Instead, when African countries began rolling out their national programmes to address the AIDS epidemic, with Botswana leading the way in 2002, most patients started on stavudine-based regimens.[1] Stavudine was cheap but toxic, causing disfiguring and sometimes life-threatening side effects. In South Africa, one study showed that 30% of patients stopped taking it within three years.
By early 2006, the manufacturer, Gilead, had registered it in only five sub-Saharan African countries. Even in South Africa, one of the region's larger markets, the company did not apply for registration until late 2005.
In Africa, programmes only began replacing stavudine with tenofovir in around 2010.[2] Had Gilead filed in African markets alongside the FDA, tenofovir could have been available from the start.[3]
This same pattern was repeated with bedaquiline, the first new class of tuberculosis drug in over 40 years. Following fast-track approvals by the FDA in 2012 and the European Medicines Agency in 2014, it was hailed as a breakthrough against drug-resistant tuberculosis, a disease that was killing over a million people annually. Most of those people lived in Africa and Southeast Asia. Yet, by October 2014, it had been registered in just one African country (South Africa). In South Africa, mortality among drug-resistant TB patients was roughly half on bedaquiline-based regimens compared to standard treatment. Elsewhere, patients continued to receive inferior drugs.[4]
The nature of regulatory delay
On average, in sub-Saharan Africa, there is a gap of four to seven years between a drug or vaccine's first submission to a regulatory agency in a high-income country and its approval. Two distinct regulatory barriers drive this.
The first is submission delay. Africa has 55 countries, and manufacturers must usually file separately in each one. This means repeated applications, different technical requirements, and higher costs. For firms weighing returns in any single market, the arithmetic often does not favour registration. They focus on larger, richer markets instead, so products are either not submitted or arrive years later. That was tenofovir's fate.
The second is review delay. For example, if you submit a drug for review in Botswana, realistically, you can't expect to start selling it until three years later. This is much longer than in countries like the US, where a standard review takes 10 months.
Drug reviews can be slow anywhere; the FDA, for instance, missed its own review deadlines for about 1 in 10 products in 2025. However, in developing countries, insufficient staffing at the regulatory agency can be a binding constraint. Reviewing a complex drug dossier requires trained pharmacologists, toxicologists, and clinical experts, as well as laboratory capacity to test product samples and systems to track adverse events once drugs reach patients. Most African countries lack this infrastructure.
According to the WHO, more than 90% of African countries have minimal to no regulatory capacity. For instance, in 2022, South Sudan—a country of about 11 million people—had just 16 staff at its medicines regulatory agency (~1.5 per million residents). By contrast, the US employed about 19,700 (~56 per million residents).
Regulating "family style"
Africa is not the only continent with many small countries, nor is it the only one that has faced limited capacity. Regulators around the world have developed three broad responses to submission and review delays. Each has involved some form of cross-border cooperation—call it regulating "family style."
Harmonisation of regulatory requirements across agencies addresses submission delays. When regulators standardise procedures, guidelines, and technical requirements, they make it easier for manufacturers to submit in multiple countries. The International Council for Harmonisation has spent decades aligning technical standards across major developed country markets, but much of Asia, Africa, and Latin America remains outside its framework.
Collaborative review goes further: regulators jointly assess applications while retaining national authority. The FDA's Project Orbis does this for cancer drugs. Since May 2019, the US, Australia, Canada, Singapore, Switzerland, the UK, and others have conducted concurrent reviews, often issuing approvals within days of each other. But this model depends on trust, which is easier when participating agencies have similar levels of capacity.[5]

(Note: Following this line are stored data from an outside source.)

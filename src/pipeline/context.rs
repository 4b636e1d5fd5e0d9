//! Shared state threaded through a parse run.

use std::collections::{HashMap, HashSet};
use std::path::{Path, PathBuf};

use tracing::warn;

use crate::dtd::{Attlist, Attribute, Declaration, Element, Entity};
use crate::grammar::attributes;

/// Cross-file lookup state for one parse run.
///
/// Holds the most recently seen element and attribute-list declaration per
/// element name, every entity by name, and the set of canonical file paths
/// already parsed. The maps only grow during a run.
#[derive(Debug, Default)]
pub struct ParseContext {
    elements: HashMap<String, Element>,
    attlists: HashMap<String, Attlist>,
    entities: HashMap<String, Entity>,
    visited: HashSet<PathBuf>,
}

impl ParseContext {
    pub fn new() -> ParseContext {
        ParseContext::default()
    }

    /// Index a freshly parsed declaration. Later declarations of the same
    /// name replace earlier ones.
    pub fn record(&mut self, declaration: &Declaration) {
        match declaration {
            Declaration::Element(e) => {
                self.elements.insert(e.name.clone(), e.clone());
            }
            Declaration::Attlist(a) => {
                self.attlists.insert(a.element_name.clone(), a.clone());
            }
            Declaration::Entity(e) => {
                self.entities.insert(e.name.clone(), e.clone());
            }
            Declaration::Notation(_) | Declaration::Comment(_) => {}
        }
    }

    pub fn element(&self, name: &str) -> Option<&Element> {
        self.elements.get(name)
    }

    pub fn attlist(&self, element_name: &str) -> Option<&Attlist> {
        self.attlists.get(element_name)
    }

    pub fn entity(&self, name: &str) -> Option<&Entity> {
        self.entities.get(name)
    }

    /// Record a canonical path as parsed; returns false if it already was.
    pub fn mark_visited(&mut self, path: PathBuf) -> bool {
        self.visited.insert(path)
    }

    pub fn was_visited(&self, path: &Path) -> bool {
        self.visited.contains(path)
    }

    pub(crate) fn set_exported(&mut self, name: &str) {
        if let Some(entity) = self.entities.get_mut(name) {
            entity.exported = true;
        }
    }

    /// The attribute list of an ATTLIST with entity-reference placeholders
    /// substituted.
    ///
    /// Each `%name;` placeholder is replaced by the attribute definitions
    /// parsed from that parameter entity's value. A reference to an unknown
    /// entity, or one whose value does not parse as attribute definitions,
    /// is kept verbatim.
    pub fn merged_attributes(&self, attlist: &Attlist) -> Vec<Attribute> {
        let mut merged = Vec::with_capacity(attlist.attributes.len());
        for attr in &attlist.attributes {
            if !attr.entity_reference {
                merged.push(attr.clone());
                continue;
            }
            let name = attr
                .value
                .trim_start_matches('%')
                .trim_end_matches(';');
            let Some(entity) = self.entities.get(name) else {
                warn!(name, element = %attlist.element_name, "attribute entity reference not declared");
                merged.push(attr.clone());
                continue;
            };
            let tokens = attributes::seek_words(&attributes::normalize_space(&entity.value));
            match attributes::parse(&attlist.element_name, &tokens) {
                Ok(fragment) => merged.extend(fragment),
                Err(err) => {
                    warn!(name, %err, "attribute entity value does not parse as attribute definitions");
                    merged.push(attr.clone());
                }
            }
        }
        merged
    }
}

Reliance reduces duplication by allowing regulators to defer to trusted authorities. For example, the UK can fast-track approval of drugs already authorised in other major markets.[6] The WHO Prequalification Programme operates on similar principles, allowing countries to rely on WHO's assessment rather than conducting their own full review.
However, reliance is only beneficial when the leading authority's reviews are timely. In 2022, WHO's full review pathways averaged about 17 months, a reminder that concentrating regulatory work in a single body amplifies the cost of that body's failures across reliant countries.[7]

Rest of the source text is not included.